From the data below, set down exactly the lines between the one holding "use crate::resource::Resource;" and the one holding "handed to exporters.", inclusive, and no others.

━━━ PROVIDED DATA

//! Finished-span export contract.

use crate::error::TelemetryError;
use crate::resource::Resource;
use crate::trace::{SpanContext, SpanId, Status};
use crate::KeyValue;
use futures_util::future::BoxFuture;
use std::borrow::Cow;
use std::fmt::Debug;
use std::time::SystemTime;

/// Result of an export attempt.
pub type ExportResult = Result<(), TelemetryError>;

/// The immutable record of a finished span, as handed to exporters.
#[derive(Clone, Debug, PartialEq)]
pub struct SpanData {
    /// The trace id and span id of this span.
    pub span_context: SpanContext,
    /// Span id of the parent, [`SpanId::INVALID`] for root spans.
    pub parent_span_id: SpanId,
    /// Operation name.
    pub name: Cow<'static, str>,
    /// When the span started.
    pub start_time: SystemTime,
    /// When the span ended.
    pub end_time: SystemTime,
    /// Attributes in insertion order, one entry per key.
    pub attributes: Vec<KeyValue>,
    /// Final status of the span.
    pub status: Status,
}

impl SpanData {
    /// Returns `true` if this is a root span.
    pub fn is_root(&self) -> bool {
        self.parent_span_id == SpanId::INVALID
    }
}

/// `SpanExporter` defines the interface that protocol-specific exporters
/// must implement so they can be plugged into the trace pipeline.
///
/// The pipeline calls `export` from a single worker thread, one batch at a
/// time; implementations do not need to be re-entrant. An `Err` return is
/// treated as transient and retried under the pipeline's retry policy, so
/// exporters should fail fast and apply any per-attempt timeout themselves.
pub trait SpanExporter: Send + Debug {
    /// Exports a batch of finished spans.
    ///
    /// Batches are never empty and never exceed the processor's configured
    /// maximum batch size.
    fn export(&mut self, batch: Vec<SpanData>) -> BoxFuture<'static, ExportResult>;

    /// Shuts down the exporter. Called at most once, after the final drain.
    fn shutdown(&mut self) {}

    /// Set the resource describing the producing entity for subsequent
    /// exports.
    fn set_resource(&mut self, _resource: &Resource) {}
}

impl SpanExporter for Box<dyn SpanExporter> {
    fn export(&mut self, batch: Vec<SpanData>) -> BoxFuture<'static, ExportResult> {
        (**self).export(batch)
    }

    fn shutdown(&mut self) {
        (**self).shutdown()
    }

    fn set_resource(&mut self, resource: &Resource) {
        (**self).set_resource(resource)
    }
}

━━━━━━

| WRITTEN REPLY |
use crate::resource::Resource;
use crate::trace::{SpanContext, SpanId, Status};
use crate::KeyValue;
use futures_util::future::BoxFuture;
use std::borrow::Cow;
use std::fmt::Debug;
use std::time::SystemTime;

/// Result of an export attempt.
pub type ExportResult = Result<(), TelemetryError>;

/// The immutable record of a finished span, as handed to exporters.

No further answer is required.